***** Given data *****

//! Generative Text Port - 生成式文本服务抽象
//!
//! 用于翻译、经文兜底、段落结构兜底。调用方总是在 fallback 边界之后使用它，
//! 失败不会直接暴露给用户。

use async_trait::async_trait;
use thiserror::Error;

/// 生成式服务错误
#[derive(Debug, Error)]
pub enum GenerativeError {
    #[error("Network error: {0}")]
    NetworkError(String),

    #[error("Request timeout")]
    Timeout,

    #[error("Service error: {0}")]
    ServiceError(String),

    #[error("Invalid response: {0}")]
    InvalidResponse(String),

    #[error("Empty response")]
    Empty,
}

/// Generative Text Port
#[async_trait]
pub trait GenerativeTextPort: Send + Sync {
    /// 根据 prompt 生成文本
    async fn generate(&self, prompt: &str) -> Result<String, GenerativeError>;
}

*****

§ About this task:
Set down exactly the lines from the opening line of the material through the line in which "#[async_trait]" occurs, both included, and no other lines.

§ Exercise response:
//! Generative Text Port - 生成式文本服务抽象
//!
//! 用于翻译、经文兜底、段落结构兜底。调用方总是在 fallback 边界之后使用它，
//! 失败不会直接暴露给用户。

use async_trait::async_trait;
use thiserror::Error;

/// 生成式服务错误
#[derive(Debug, Error)]
pub enum GenerativeError {
    #[error("Network error: {0}")]
    NetworkError(String),

    #[error("Request timeout")]
    Timeout,

    #[error("Service error: {0}")]
    ServiceError(String),

    #[error("Invalid response: {0}")]
    InvalidResponse(String),

    #[error("Empty response")]
    Empty,
}

/// Generative Text Port
#[async_trait]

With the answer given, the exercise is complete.